Segment Start: RECORD EXCERPTS
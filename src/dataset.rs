//! Dataset model and JSON persistence.
//!
//! A [`DataSet`] is an insertion-ordered collection of named [`DataArray`]s
//! plus free-form JSON metadata. Setpoint arrays hold the swept gate values;
//! measured arrays reference them through `set_arrays`, outer axis first.
//!
//! For a 2D scan with step gate `L` (outer) and sweep gate `R` (inner):
//!
//! | array      | shape      | set_arrays |
//! |------------|------------|------------|
//! | `L`        | `[ny]`     | `[L]`      |
//! | `R`        | `[ny, nx]` | `[L, R]`   |
//! | `keithley1`| `[ny, nx]` | `[L, R]`   |
//!
//! Datasets are written as JSON dictionaries; non-finite values are stored as
//! `null` so unfinished scans survive a round trip.

use std::fs::{self, File};
use std::io::{BufReader, BufWriter};
use std::path::Path;

use indexmap::IndexMap;
use ndarray::Array2;
use serde::de::DeserializeOwned;
use serde::{Deserialize, Serialize};
use serde_json::{Map, Value};
use tracing::{debug, info, warn};

use crate::error::{AppResult, TuningError};
use crate::sweep::SweepValues;

/// Name of the measured array created by the sweep dataset helpers.
pub const MEASURED: &str = "measured";

mod nan_as_null {
    use serde::{Deserialize, Deserializer, Serializer};

    pub fn serialize<S: Serializer>(data: &[f64], serializer: S) -> Result<S::Ok, S::Error> {
        serializer.collect_seq(data.iter().map(|v| v.is_finite().then_some(*v)))
    }

    pub fn deserialize<'de, D: Deserializer<'de>>(deserializer: D) -> Result<Vec<f64>, D::Error> {
        let values: Vec<Option<f64>> = Vec::deserialize(deserializer)?;
        Ok(values.into_iter().map(|v| v.unwrap_or(f64::NAN)).collect())
    }
}

fn format_shape(shape: &[usize]) -> String {
    match shape {
        [n] => format!("({n},)"),
        _ => format!(
            "({})",
            shape
                .iter()
                .map(ToString::to_string)
                .collect::<Vec<_>>()
                .join(", ")
        ),
    }
}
Segment End: RECORD EXCERPTS
#### TASK BRIEF:
Check each line above for the string "outer" and return those that contain it.

#### SOLUTION FOR THIS TASK:
//! measured arrays reference them through `set_arrays`, outer axis first.
//! For a 2D scan with step gate `L` (outer) and sweep gate `R` (inner):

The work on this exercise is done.